Dataset records
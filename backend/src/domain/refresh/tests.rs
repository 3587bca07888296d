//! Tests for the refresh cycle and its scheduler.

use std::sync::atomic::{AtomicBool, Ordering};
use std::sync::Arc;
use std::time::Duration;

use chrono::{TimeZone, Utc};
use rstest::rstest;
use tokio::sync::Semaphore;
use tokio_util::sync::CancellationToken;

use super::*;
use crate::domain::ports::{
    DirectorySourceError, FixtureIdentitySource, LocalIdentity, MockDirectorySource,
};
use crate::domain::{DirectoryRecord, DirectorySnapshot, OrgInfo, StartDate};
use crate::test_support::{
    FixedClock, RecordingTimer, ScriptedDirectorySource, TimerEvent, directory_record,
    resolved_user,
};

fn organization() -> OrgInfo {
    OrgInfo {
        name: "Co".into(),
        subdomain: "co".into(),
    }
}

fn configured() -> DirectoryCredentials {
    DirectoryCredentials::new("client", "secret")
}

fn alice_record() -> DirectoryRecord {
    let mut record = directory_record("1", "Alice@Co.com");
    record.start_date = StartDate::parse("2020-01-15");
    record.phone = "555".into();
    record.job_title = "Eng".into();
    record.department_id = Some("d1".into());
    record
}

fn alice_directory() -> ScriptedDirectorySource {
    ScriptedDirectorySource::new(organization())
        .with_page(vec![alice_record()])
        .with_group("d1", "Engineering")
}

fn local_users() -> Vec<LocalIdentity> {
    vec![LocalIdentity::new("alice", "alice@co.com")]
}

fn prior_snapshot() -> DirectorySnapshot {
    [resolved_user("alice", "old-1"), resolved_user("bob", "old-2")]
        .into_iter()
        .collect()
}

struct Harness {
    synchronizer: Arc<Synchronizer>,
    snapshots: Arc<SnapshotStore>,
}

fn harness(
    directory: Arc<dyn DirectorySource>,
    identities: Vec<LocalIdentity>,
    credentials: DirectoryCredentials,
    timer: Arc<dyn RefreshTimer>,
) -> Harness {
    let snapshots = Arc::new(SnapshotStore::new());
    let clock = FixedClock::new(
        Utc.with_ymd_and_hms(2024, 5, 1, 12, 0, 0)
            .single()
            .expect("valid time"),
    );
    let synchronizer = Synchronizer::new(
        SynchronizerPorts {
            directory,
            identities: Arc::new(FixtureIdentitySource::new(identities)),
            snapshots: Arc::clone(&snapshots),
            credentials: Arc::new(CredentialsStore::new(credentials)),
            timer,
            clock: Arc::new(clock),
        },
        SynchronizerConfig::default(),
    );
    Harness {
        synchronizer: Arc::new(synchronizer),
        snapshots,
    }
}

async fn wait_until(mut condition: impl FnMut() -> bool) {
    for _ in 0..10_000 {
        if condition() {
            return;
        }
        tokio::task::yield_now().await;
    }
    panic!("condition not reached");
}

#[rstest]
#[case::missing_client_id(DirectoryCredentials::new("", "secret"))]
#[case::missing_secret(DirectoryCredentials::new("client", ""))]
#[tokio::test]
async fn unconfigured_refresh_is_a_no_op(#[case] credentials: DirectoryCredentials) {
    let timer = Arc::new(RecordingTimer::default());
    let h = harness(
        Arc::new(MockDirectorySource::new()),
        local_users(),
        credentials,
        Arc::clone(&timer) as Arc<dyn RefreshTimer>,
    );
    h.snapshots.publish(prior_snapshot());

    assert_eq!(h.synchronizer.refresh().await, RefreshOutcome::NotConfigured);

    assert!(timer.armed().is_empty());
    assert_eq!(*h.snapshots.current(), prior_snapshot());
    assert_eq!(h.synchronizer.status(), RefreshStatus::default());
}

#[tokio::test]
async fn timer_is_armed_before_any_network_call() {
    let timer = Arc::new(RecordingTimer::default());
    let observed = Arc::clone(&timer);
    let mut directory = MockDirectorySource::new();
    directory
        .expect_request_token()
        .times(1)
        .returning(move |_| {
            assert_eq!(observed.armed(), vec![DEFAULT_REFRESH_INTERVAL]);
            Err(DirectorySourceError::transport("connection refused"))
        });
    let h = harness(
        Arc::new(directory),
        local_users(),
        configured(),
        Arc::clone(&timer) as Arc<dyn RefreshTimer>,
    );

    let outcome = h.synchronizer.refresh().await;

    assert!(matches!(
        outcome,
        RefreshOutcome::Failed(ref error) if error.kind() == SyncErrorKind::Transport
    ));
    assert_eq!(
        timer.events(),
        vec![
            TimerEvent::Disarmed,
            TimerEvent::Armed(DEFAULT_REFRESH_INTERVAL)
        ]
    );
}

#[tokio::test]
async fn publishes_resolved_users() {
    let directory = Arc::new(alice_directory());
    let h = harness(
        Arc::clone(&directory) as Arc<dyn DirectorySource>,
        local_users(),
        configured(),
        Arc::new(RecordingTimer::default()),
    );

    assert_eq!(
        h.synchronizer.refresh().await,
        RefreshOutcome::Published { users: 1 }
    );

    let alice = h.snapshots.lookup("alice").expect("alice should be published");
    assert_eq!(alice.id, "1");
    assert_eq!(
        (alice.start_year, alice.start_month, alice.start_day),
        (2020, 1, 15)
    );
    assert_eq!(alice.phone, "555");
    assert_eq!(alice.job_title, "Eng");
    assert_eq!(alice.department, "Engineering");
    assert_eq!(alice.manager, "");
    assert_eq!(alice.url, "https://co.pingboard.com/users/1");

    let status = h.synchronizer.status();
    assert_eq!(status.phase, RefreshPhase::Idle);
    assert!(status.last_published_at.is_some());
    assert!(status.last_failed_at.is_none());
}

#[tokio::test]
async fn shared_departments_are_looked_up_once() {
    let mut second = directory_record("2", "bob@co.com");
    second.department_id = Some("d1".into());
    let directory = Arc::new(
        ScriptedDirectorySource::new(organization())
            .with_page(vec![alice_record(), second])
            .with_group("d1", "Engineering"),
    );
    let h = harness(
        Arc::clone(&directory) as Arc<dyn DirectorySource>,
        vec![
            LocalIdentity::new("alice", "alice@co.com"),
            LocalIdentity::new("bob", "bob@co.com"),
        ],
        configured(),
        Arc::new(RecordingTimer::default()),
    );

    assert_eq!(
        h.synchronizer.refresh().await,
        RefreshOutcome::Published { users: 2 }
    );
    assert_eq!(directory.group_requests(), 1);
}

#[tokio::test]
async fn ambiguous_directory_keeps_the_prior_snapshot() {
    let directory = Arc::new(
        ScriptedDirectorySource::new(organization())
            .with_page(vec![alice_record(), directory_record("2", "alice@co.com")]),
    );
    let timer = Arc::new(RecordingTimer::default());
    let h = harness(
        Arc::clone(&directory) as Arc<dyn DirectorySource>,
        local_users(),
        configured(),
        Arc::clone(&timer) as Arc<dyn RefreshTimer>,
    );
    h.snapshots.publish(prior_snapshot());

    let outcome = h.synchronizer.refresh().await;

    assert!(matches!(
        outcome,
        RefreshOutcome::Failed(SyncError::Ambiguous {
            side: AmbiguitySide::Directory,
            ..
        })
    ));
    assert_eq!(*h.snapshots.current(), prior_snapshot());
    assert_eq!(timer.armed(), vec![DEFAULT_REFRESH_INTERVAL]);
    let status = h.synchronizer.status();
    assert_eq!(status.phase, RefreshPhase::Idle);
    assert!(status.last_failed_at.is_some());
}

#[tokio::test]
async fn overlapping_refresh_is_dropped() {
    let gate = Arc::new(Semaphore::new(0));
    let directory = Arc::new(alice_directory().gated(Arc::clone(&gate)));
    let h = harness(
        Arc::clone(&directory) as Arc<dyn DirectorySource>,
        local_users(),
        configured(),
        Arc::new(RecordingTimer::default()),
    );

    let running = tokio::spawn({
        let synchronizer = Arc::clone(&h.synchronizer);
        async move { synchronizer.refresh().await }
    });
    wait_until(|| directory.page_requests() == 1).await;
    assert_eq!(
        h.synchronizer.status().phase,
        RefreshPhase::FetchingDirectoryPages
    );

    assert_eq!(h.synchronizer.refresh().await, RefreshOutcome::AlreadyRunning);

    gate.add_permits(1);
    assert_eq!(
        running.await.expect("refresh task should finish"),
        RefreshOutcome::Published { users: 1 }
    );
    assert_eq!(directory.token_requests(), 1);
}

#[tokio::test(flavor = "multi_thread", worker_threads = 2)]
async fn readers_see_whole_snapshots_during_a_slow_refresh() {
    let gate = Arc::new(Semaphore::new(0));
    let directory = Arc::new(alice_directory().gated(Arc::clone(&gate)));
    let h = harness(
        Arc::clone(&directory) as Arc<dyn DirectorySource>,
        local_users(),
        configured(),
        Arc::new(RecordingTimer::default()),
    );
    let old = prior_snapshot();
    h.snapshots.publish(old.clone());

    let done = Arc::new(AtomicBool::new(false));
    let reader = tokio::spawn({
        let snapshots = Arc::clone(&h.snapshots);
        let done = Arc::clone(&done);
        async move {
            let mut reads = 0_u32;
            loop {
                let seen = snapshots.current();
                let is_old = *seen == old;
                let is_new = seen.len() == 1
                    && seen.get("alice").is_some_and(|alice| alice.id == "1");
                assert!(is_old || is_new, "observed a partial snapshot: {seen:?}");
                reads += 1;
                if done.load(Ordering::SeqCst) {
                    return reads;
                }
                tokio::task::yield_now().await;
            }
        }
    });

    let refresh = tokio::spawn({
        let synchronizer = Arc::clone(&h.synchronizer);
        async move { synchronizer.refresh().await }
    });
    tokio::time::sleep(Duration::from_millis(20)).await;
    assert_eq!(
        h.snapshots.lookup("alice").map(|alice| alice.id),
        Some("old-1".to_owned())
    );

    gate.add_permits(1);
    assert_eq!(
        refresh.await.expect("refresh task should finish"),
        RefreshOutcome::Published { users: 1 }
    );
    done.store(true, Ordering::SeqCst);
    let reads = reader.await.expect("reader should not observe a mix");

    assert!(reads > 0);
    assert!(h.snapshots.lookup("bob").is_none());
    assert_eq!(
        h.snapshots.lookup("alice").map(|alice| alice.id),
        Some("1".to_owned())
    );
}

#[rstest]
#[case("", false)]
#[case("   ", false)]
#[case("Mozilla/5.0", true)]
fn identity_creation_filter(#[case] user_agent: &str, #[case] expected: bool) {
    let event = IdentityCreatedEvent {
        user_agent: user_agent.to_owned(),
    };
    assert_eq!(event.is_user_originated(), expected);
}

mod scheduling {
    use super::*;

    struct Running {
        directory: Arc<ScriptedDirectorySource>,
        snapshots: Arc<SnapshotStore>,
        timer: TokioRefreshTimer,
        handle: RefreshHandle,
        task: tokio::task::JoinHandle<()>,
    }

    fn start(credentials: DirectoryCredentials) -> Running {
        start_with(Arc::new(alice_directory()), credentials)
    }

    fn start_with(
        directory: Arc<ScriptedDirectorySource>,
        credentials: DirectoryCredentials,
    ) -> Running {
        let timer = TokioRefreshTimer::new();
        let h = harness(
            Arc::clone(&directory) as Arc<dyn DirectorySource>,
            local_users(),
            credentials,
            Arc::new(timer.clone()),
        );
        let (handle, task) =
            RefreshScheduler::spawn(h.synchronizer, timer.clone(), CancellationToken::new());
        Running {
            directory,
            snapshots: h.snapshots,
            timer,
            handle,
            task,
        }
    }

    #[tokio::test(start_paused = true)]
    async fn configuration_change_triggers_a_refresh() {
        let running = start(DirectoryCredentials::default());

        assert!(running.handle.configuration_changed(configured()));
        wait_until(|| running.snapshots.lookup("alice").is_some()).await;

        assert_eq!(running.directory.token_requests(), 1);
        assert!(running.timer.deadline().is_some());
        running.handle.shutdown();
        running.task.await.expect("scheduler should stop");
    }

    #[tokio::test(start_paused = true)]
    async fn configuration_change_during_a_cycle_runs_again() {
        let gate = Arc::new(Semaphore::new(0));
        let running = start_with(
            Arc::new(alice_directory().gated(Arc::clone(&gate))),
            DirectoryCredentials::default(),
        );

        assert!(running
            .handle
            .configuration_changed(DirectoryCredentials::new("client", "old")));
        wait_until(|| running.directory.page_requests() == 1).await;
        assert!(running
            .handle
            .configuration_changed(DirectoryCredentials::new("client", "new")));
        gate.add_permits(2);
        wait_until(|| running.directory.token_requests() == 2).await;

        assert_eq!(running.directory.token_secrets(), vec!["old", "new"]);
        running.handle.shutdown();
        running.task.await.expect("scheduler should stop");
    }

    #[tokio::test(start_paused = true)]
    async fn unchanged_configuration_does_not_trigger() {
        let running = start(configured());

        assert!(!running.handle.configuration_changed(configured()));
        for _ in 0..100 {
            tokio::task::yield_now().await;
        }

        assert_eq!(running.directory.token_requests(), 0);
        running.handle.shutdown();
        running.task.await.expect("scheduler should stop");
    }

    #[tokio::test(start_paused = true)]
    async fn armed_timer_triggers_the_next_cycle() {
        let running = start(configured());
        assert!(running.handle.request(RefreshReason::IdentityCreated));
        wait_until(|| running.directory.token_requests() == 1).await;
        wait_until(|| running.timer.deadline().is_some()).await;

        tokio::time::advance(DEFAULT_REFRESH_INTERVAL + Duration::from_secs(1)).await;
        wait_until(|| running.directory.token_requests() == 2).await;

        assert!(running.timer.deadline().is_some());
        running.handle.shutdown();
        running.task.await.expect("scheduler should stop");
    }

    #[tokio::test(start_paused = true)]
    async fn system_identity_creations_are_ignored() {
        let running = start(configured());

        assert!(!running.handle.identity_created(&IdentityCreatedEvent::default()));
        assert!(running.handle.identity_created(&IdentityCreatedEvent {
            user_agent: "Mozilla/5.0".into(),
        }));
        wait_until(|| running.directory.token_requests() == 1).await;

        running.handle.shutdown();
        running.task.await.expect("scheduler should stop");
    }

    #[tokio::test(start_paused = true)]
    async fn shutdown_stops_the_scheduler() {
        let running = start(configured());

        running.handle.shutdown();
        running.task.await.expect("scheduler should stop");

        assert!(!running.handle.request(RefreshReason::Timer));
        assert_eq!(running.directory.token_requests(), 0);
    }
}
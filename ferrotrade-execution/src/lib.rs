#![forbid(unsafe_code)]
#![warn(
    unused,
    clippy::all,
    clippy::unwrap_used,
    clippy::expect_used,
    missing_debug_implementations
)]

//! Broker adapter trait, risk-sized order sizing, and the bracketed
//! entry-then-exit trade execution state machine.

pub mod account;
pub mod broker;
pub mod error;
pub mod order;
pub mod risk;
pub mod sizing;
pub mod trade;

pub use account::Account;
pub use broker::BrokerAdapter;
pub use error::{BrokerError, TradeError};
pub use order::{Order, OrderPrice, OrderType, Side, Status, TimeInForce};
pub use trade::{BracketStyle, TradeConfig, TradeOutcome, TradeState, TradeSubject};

▸ TASK GOAL: Set every line down again exactly. Begin with the first line of the entries and finish with the line containing "fn prior_snapshot() ->".

▸ RESULT OF THIS EXERCISE:
filename backend/src/domain/refresh/tests.rs
repository 3587bca07888296d
//! Tests for the refresh cycle and its scheduler.

use std::sync::atomic::{AtomicBool, Ordering};
use std::sync::Arc;
use std::time::Duration;

use chrono::{TimeZone, Utc};
use rstest::rstest;
use tokio::sync::Semaphore;
use tokio_util::sync::CancellationToken;

use super::*;
use crate::domain::ports::{
    DirectorySourceError, FixtureIdentitySource, LocalIdentity, MockDirectorySource,
};
use crate::domain::{DirectoryRecord, DirectorySnapshot, OrgInfo, StartDate};
use crate::test_support::{
    FixedClock, RecordingTimer, ScriptedDirectorySource, TimerEvent, directory_record,
    resolved_user,
};

fn organization() -> OrgInfo {
    OrgInfo {
        name: "Co".into(),
        subdomain: "co".into(),
    }
}

fn configured() -> DirectoryCredentials {
    DirectoryCredentials::new("client", "secret")
}

fn alice_record() -> DirectoryRecord {
    let mut record = directory_record("1", "Alice@Co.com");
    record.start_date = StartDate::parse("2020-01-15");
    record.phone = "555".into();
    record.job_title = "Eng".into();
    record.department_id = Some("d1".into());
    record
}

fn alice_directory() -> ScriptedDirectorySource {
    ScriptedDirectorySource::new(organization())
        .with_page(vec![alice_record()])
        .with_group("d1", "Engineering")
}

fn local_users() -> Vec<LocalIdentity> {
    vec![LocalIdentity::new("alice", "alice@co.com")]
}

fn prior_snapshot() -> DirectorySnapshot {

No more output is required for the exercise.